We wish to get all those Smiths among the members of the address book.
Now, usually you find yourself writing something like:
List<Person> smiths = new ArrayList<person>(); for (Person person : addressBook) { if (person.getSurname().equals("Smith")) { smiths.add(person); } }
Instead, we like this clean Python syntax:
smiths = [person for person in addressBook if person.getSurname() == "Smith"]
So, Java is not the most flexible language there is, but this LambdaJ syntax really nears perfection.
This will look like:
List<Person> smiths = select(addressBook, having(on(Person.class).getSurname().equals("Smith")));
Ok, that was nice. Now let's look at a foreach block.

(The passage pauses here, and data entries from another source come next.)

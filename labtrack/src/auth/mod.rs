//! Authentication and authorization.
//!
//! # Authentication
//!
//! Requests authenticate with a JWT session token, presented either as a
//! `Bearer` token in the `Authorization` header (API clients) or as an
//! HTTP-only session cookie set by the login endpoint (browser clients).
//! The token carries only the user id and expiry; [`current_user`] resolves
//! the subject against the database on every request, so permission-flag
//! changes take effect without re-login. Inactive users are rejected.
//!
//! # Authorization
//!
//! Authorization is flag-based: each user row carries independent boolean
//! role flags, and every route requires a [`crate::types::Capability`]
//! derived from the (resource, operation) pair by the single policy function
//! in [`permissions`]. Routes that gate before touching data use the
//! [`permissions::RequiresPermission`] extractor; item routes check
//! existence first and call the policy function afterwards.
//!
//! # Modules
//!
//! - [`password`]: Argon2id password hashing and verification
//! - [`session`]: JWT session token creation and verification
//! - [`current_user`]: the `CurrentUser` request extractor
//! - [`permissions`]: capability policy and the `RequiresPermission` extractor

pub mod current_user;
pub mod password;
pub mod permissions;
pub mod session;
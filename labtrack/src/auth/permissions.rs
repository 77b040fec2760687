//! Capability policy and the `RequiresPermission` extractor.
//!
//! Every route's authorization requirement is the pair (resource, operation).
//! [`required_capability`] maps that pair onto a [`Capability`], and
//! [`check`] evaluates the capability against the caller's role flags. Both
//! live here so the whole policy is auditable in one screenful.
//!
//! Routes that authorize before touching data declare the requirement in
//! their signature:
//!
//! ```ignore
//! pub async fn create_room(
//!     State(state): State<AppState>,
//!     RequiresPermission { user, .. }: RequiresPermission<resource::Rooms, operation::Create>,
//!     Json(room): Json<RoomCreate>,
//! ) -> Result<Json<RoomResponse>> { ... }
//! ```
//!
//! Item routes check existence before permission, so they extract
//! [`CurrentUser`] directly and call [`require`] after the fetch.

use crate::{
    AppState,
    api::models::users::CurrentUser,
    errors::{Error, Result},
    types::{Capability, Operation, Resource},
};
use axum::{extract::FromRequestParts, http::request::Parts};
use std::marker::PhantomData;

/// The capability a caller needs for an operation on a resource.
pub fn required_capability(resource: Resource, operation: Operation) -> Capability {
    match (resource, operation) {
        (Resource::Items, Operation::Create | Operation::Update | Operation::Delete) => Capability::EditItems,
        (Resource::Items, Operation::Read | Operation::Take) => Capability::LabMember,
        (Resource::Rooms, Operation::Read) => Capability::LabMember,
        (Resource::Rooms, _) => Capability::EditLabs,
        (Resource::Users, _) => Capability::EditUsers,
    }
}

/// Evaluate a capability against the caller's role flags.
///
/// Flags are independent booleans combined with AND; there is no hierarchy.
/// The superuser flag substitutes only for user administration, not for lab
/// membership - a superuser outside the lab still cannot see its inventory.
pub fn check(user: &CurrentUser, capability: Capability) -> bool {
    match capability {
        Capability::LabMember => user.is_part_of_lab,
        Capability::EditItems => user.is_part_of_lab && user.can_edit_items,
        Capability::EditLabs => user.is_part_of_lab && user.can_edit_labs,
        Capability::EditUsers => user.is_superuser || user.can_edit_users,
    }
}

/// Require the capability for (resource, operation), or fail with `Forbidden`.
pub fn require(user: &CurrentUser, resource: Resource, operation: Operation) -> Result<()> {
    let capability = required_capability(resource, operation);
    if check(user, capability) {
        Ok(())
    } else {
        Err(Error::InsufficientPermissions {
            required: capability,
            action: operation,
            resource: resource.to_string(),
        })
    }
}

/// Marker types naming the resource a route operates on.
pub mod resource {
    pub struct Users;
    pub struct Items;
    pub struct Rooms;
}

/// Marker types naming the operation a route performs.
pub mod operation {
    pub struct Create;
    pub struct Read;
    pub struct Update;
    pub struct Delete;
    pub struct Take;
}

/// Compile-time marker to runtime [`Resource`] mapping.
pub trait ResourceMarker {
    const RESOURCE: Resource;
}

/// Compile-time marker to runtime [`Operation`] mapping.
pub trait OperationMarker {
    const OPERATION: Operation;
}

impl ResourceMarker for resource::Users {
    const RESOURCE: Resource = Resource::Users;
}
impl ResourceMarker for resource::Items {
    const RESOURCE: Resource = Resource::Items;
}
impl ResourceMarker for resource::Rooms {
    const RESOURCE: Resource = Resource::Rooms;
}

impl OperationMarker for operation::Create {
    const OPERATION: Operation = Operation::Create;
}
impl OperationMarker for operation::Read {
    const OPERATION: Operation = Operation::Read;
}
impl OperationMarker for operation::Update {
    const OPERATION: Operation = Operation::Update;
}
impl OperationMarker for operation::Delete {
    const OPERATION: Operation = Operation::Delete;
}
impl OperationMarker for operation::Take {
    const OPERATION: Operation = Operation::Take;
}

/// Extractor that authenticates the caller and requires a capability in one
/// step. The authenticated user is available through the `user` field.
pub struct RequiresPermission<R, O> {
    pub user: CurrentUser,
    _marker: PhantomData<fn() -> (R, O)>,
}

impl<R, O> FromRequestParts<AppState> for RequiresPermission<R, O>
where
    R: ResourceMarker + Send,
    O: OperationMarker + Send,
{
    type Rejection = Error;

    async fn from_request_parts(parts: &mut Parts, state: &AppState) -> Result<Self> {
        let user = CurrentUser::from_request_parts(parts, state).await?;
        require(&user, R::RESOURCE, O::OPERATION)?;
        Ok(Self {
            user,
            _marker: PhantomData,
        })
    }
}

#[cfg(test)]
mod tests {
    use super::*;
    use uuid::Uuid;

    fn user_with_flags(is_superuser: bool, is_part_of_lab: bool, can_edit_items: bool, can_edit_labs: bool, can_edit_users: bool) -> CurrentUser {
        CurrentUser {
            id: Uuid::new_v4(),
            email: "flags@example.com".to_string(),
            full_name: None,
            is_active: true,
            is_superuser,
            is_part_of_lab,
            can_edit_items,
            can_edit_labs,
            can_edit_users,
        }
    }

    #[test]
    fn test_capability_mapping() {
        assert_eq!(required_capability(Resource::Items, Operation::Create), Capability::EditItems);
        assert_eq!(required_capability(Resource::Items, Operation::Take), Capability::LabMember);
        assert_eq!(required_capability(Resource::Items, Operation::Read), Capability::LabMember);
        assert_eq!(required_capability(Resource::Rooms, Operation::Read), Capability::LabMember);
        assert_eq!(required_capability(Resource::Rooms, Operation::Delete), Capability::EditLabs);
        assert_eq!(required_capability(Resource::Users, Operation::Update), Capability::EditUsers);
    }

    #[test]
    fn test_flags_are_independent() {
        // Lab member without edit flags can read but not edit
        let member = user_with_flags(false, true, false, false, false);
        assert!(check(&member, Capability::LabMember));
        assert!(!check(&member, Capability::EditItems));
        assert!(!check(&member, Capability::EditLabs));

        // Edit flag without lab membership grants nothing
        let outsider = user_with_flags(false, false, true, true, false);
        assert!(!check(&outsider, Capability::LabMember));
        assert!(!check(&outsider, Capability::EditItems));
        assert!(!check(&outsider, Capability::EditLabs));
    }

    #[test]
    fn test_superuser_only_covers_user_admin() {
        let superuser = user_with_flags(true, false, false, false, false);
        assert!(check(&superuser, Capability::EditUsers));
        assert!(!check(&superuser, Capability::LabMember));
        assert!(!check(&superuser, Capability::EditItems));
    }

    #[test]
    fn test_require_reports_forbidden() {
        let member = user_with_flags(false, true, false, false, false);
        let err = require(&member, Resource::Items, Operation::Create).unwrap_err();
        assert_eq!(err.status_code(), axum::http::StatusCode::FORBIDDEN);

        assert!(require(&member, Resource::Items, Operation::Take).is_ok());
    }
}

Regularly, we'd see something like:
for (Person knight : newKnights) { knight.setTitle("Sir"); }
We could do this instead:
forEach(newKnights).setTitle("Sir");
Finally, lets sort. I won't even write the code that sorts the address book by first name without LambdaJ.
With LambdaJ it looks really cool:
sort(addressBook, on(Person.class).getFirstName());
So, many thanks to the developers who wrote this project, and for making it open source.
That's all for now, thanks for reading.